As much as we want to believe this rumor that Elton John is on the short list to replace Simon Cowell on American Idol next season, we cannot fathom a world where The Bitch sits still through hours and hours of “Tiny Dancer” auditions.
Sure, he’d take great pleasure in shooting down the wayward talents of hack singers, and we’d take great pleasure in seeing Elton’s cattiness, egged on by producers, attempt to make Cowell’s comments as Anne Hathaway’s smile, but such an engagement would tie the piano man down for months, and this butterfly can’t be caged.
Qjersey
Just we need a delusional self important bitchy queen as a judge on Project Runway, I mean, American Idol.
QLA
Don’t put my girl down – Elton is not self-important – he is important – he is pop royalty. He should be above being an Idol judge.

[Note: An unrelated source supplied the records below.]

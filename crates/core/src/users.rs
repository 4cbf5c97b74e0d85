//! User account rules: registration input validation and account state.

use serde::Deserialize;
use validator::Validate;

use crate::error::{CoreError, CoreResult};
use crate::types::DbId;

/// Default minimum password length when none is configured.
pub const DEFAULT_PASSWORD_MIN_LENGTH: usize = 4;

/// Input for creating an account.
#[derive(Debug, Clone, Deserialize, Validate)]
pub struct Registration {
    #[validate(length(min = 1, message = "login is required"))]
    pub login: String,
    #[validate(length(min = 1, message = "password is required"))]
    pub password: String,
    #[validate(email(message = "email must be a valid address"))]
    pub email: String,
    #[serde(default)]
    pub name: Option<String>,
    pub privilege_id: DbId,
}

impl Registration {
    /// Trimmed login and email, with a blank display name dropped.
    pub fn normalized(mut self) -> Self {
        self.login = self.login.trim().to_string();
        self.email = self.email.trim().to_string();
        self.name = self
            .name
            .map(|n| n.trim().to_string())
            .filter(|n| !n.is_empty());
        self
    }
}

/// Check a registration before anything is persisted.
///
/// Field rules come from the `Validate` derive; blank (whitespace-only)
/// values and the password length are checked here.
pub fn validate_registration(input: &Registration, password_min_length: usize) -> CoreResult<()> {
    if input.login.trim().is_empty() {
        return Err(CoreError::Validation("login is required".into()));
    }
    if input.email.trim().is_empty() {
        return Err(CoreError::Validation("email is required".into()));
    }
    input.validate().map_err(|errors| {
        let mut fields: Vec<String> = errors
            .field_errors()
            .keys()
            .map(|k| k.to_string())
            .collect();
        fields.sort();
        CoreError::Validation(format!("invalid fields: {}", fields.join(", ")))
    })?;
    validate_password(&input.password, password_min_length)
}

pub fn validate_password(password: &str, min_length: usize) -> CoreResult<()> {
    if password.trim().is_empty() {
        return Err(CoreError::Validation("password is required".into()));
    }
    if password.chars().count() < min_length {
        return Err(CoreError::Validation(format!(
            "password must be at least {min_length} characters"
        )));
    }
    Ok(())
}

/// Account state derived from the persisted `deleted` flag.
///
/// A deleted account has had its login, password hash, token, email and
/// name scrubbed; the transition is one-way.
#[derive(Debug, Clone, Copy, PartialEq, Eq)]
pub enum UserState {
    Active,
    Deleted,
}

impl UserState {
    pub fn from_row(deleted: bool) -> Self {
        if deleted {
            UserState::Deleted
        } else {
            UserState::Active
        }
    }

    pub fn is_active(self) -> bool {
        self == UserState::Active
    }
}

#[cfg(test)]
mod tests {
    use assert_matches::assert_matches;

    use super::*;

    fn registration() -> Registration {
        Registration {
            login: "alice".into(),
            password: "secret".into(),
            email: "alice@example.com".into(),
            name: Some("Alice".into()),
            privilege_id: 2,
        }
    }

    #[test]
    fn valid_registration_passes() {
        assert!(validate_registration(&registration(), DEFAULT_PASSWORD_MIN_LENGTH).is_ok());
    }

    #[test]
    fn blank_login_is_rejected() {
        let input = Registration {
            login: "   ".into(),
            ..registration()
        };
        assert_matches!(
            validate_registration(&input, DEFAULT_PASSWORD_MIN_LENGTH),
            Err(CoreError::Validation(msg)) if msg.contains("login")
        );
    }

    #[test]
    fn malformed_email_is_rejected() {
        let input = Registration {
            email: "not-an-email".into(),
            ..registration()
        };
        assert_matches!(
            validate_registration(&input, DEFAULT_PASSWORD_MIN_LENGTH),
            Err(CoreError::Validation(msg)) if msg.contains("email")
        );
    }

    #[test]
    fn short_password_is_rejected() {
        let input = Registration {
            password: "abc".into(),
            ..registration()
        };
        assert_matches!(
            validate_registration(&input, 4),
            Err(CoreError::Validation(msg)) if msg.contains("at least 4")
        );
    }

    #[test]
    fn normalization_trims_and_drops_blank_name() {
        let input = Registration {
            login: " bob ".into(),
            name: Some("  ".into()),
            ..registration()
        }
        .normalized();
        assert_eq!(input.login, "bob");
        assert_eq!(input.name, None);
    }

    #[test]
    fn deleted_flag_maps_to_state() {
        assert!(UserState::from_row(false).is_active());
        assert_eq!(UserState::from_row(true), UserState::Deleted);
    }
}
//! Handlers for the `/locks` resource.
//!
//! Every mutation is written first and audited second: a user action on the
//! lock's stream plus, for create and toggle, a system event.

use axum::extract::State;
use axum::http::StatusCode;
use axum::Json;
use seclock_core::audit::ActionKind;
use seclock_core::error::CoreError;
use seclock_core::locks::validate_lock_id;
use seclock_core::pagination::Page;
use seclock_core::types::DbId;
use seclock_db::models::lock::{Lock, LockCreation};
use seclock_db::models::log::UserActionEntry;
use serde::Deserialize;

use crate::error::{AppError, AppResult};
use crate::extract::{ApiJson, ApiPath, ApiQuery};
use crate::middleware::rbac::{RequireEditLocks, RequireViewLocks, RequireViewLogs};
use crate::middleware::request_log::RequestMeta;
use crate::query::PageParams;
use crate::response::DataResponse;
use crate::state::AppState;

/// Request body for `POST /locks`.
#[derive(Debug, Deserialize)]
pub struct CreateLockRequest {
    pub id: DbId,
    /// Defaults to the caller's own privilege.
    pub privilege_id: Option<DbId>,
}

/// Request body for `PUT /locks/{id}`.
#[derive(Debug, Deserialize)]
pub struct UpdateLockRequest {
    pub is_open: bool,
}

/// GET /api/locks
pub async fn list(
    State(state): State<AppState>,
    RequireViewLocks(_): RequireViewLocks,
) -> AppResult<Json<DataResponse<Vec<Lock>>>> {
    let locks = state.store.list_locks().await?;
    Ok(Json(DataResponse { data: locks }))
}

/// GET /api/locks/{id}
pub async fn get(
    State(state): State<AppState>,
    RequireViewLocks(_): RequireViewLocks,
    ApiPath(id): ApiPath<DbId>,
) -> AppResult<Json<DataResponse<Lock>>> {
    let lock = state
        .store
        .lock_by_id(id)
        .await?
        .ok_or_else(|| AppError::Core(CoreError::not_found("Lock", id)))?;
    Ok(Json(DataResponse { data: lock }))
}

/// POST /api/locks
///
/// Creates the lock, or brings a deleted one with the same id back closed.
/// Only an active lock with the id is a conflict.
pub async fn create(
    State(state): State<AppState>,
    meta: RequestMeta,
    RequireEditLocks(user): RequireEditLocks,
    ApiJson(input): ApiJson<CreateLockRequest>,
) -> AppResult<(StatusCode, Json<DataResponse<Lock>>)> {
    validate_lock_id(input.id)?;

    let privilege_id = input.privilege_id.unwrap_or(user.claims.privilege_id);
    if state.store.privilege_by_id(privilege_id).await?.is_none() {
        return Err(AppError::Core(CoreError::not_found("Privilege", privilege_id)));
    }

    let (lock, detail) = match state.store.create_lock(input.id, privilege_id).await? {
        LockCreation::Created(lock) => (lock, format!("Lock {} created", input.id)),
        LockCreation::Reactivated(lock) => (lock, format!("Lock {} reactivated", input.id)),
        LockCreation::AlreadyActive => {
            return Err(AppError::Core(CoreError::conflict_on(
                "id",
                format!("Lock {} already exists", input.id),
            )));
        }
    };

    tracing::info!(lock_id = lock.id, privilege_id, user_id = user.user_id, "{detail}");
    state
        .audit
        .user_action(Some(user.user_id), Some(lock.id), ActionKind::Create)
        .await;
    state
        .audit
        .system_event(
            meta.event(ActionKind::LockCreation)
                .with_actor(Some(user.user_id))
                .with_detail(detail),
        )
        .await;

    Ok((StatusCode::CREATED, Json(DataResponse { data: lock })))
}

/// PUT /api/locks/{id}
///
/// Sets the open state. Setting the current value again is allowed and still
/// bumps `last_modified`.
pub async fn update(
    State(state): State<AppState>,
    meta: RequestMeta,
    RequireEditLocks(user): RequireEditLocks,
    ApiPath(id): ApiPath<DbId>,
    ApiJson(input): ApiJson<UpdateLockRequest>,
) -> AppResult<Json<DataResponse<Lock>>> {
    let lock = state
        .store
        .set_lock_open(id, input.is_open)
        .await?
        .ok_or_else(|| AppError::Core(CoreError::not_found("Lock", id)))?;

    let verb = if lock.is_open { "opened" } else { "closed" };
    state
        .audit
        .user_action(Some(user.user_id), Some(id), ActionKind::Update)
        .await;
    state
        .audit
        .system_event(
            meta.event(ActionKind::LockStatusChange)
                .with_actor(Some(user.user_id))
                .with_detail(format!("Lock {id} {verb}")),
        )
        .await;

    Ok(Json(DataResponse { data: lock }))
}

/// DELETE /api/locks/{id}
pub async fn delete(
    State(state): State<AppState>,
    RequireEditLocks(user): RequireEditLocks,
    ApiPath(id): ApiPath<DbId>,
) -> AppResult<StatusCode> {
    if !state.store.soft_delete_lock(id).await? {
        return Err(AppError::Core(CoreError::not_found("Lock", id)));
    }

    tracing::info!(lock_id = id, user_id = user.user_id, "Lock deleted");
    state
        .audit
        .user_action(Some(user.user_id), Some(id), ActionKind::Delete)
        .await;

    Ok(StatusCode::NO_CONTENT)
}

/// GET /api/locks/{id}/logs
///
/// The lock's user-action entries, newest first. History outlives deletion.
pub async fn history(
    State(state): State<AppState>,
    RequireViewLogs(_): RequireViewLogs,
    ApiPath(id): ApiPath<DbId>,
    ApiQuery(params): ApiQuery<PageParams>,
) -> AppResult<Json<Page<UserActionEntry>>> {
    let page = state.store.lock_history(id, params.page_request()).await?;
    Ok(Json(page))
}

I rarely agree with Queerty – but they are right on this one.
This butterfly can’t – and should not – be caged
dontblamemeivotedforhillary
I should get Royalties for suggesting that first on Queerty! Everyone will just think Simon got Fatter! Still, Gay Mafia says “No!”
Bob Lahblah's Law Blog
The Queen is dead; long live the Queen!
Dasher
They’ve already got their token gay person in Ellen. You can be sure they won’t go to that well again to replace Simon. Fortunately, there are zillions of nasty heteros to choose from, though.
Bob Lablah
@Bob Lahblah’s Law Blog: I am American and you will hear from my attorney regarding “intellectual property theft” Mr. or Ms. Smarty.(smile)
Any way folks, since the show is on it’s last leg (and it is hard to argue that it ain’t) and they are looking for a potty-mouth queen to take the helm why not offer it to Boy George?
Oh, silly me. I forgot they do background checks for the sanctimonious southerners who condemn it every Sunday in church and on tv.
Someone call Conan and tell him there is an opening on American Idol and see if he is willing to come over and seal its’ doom too.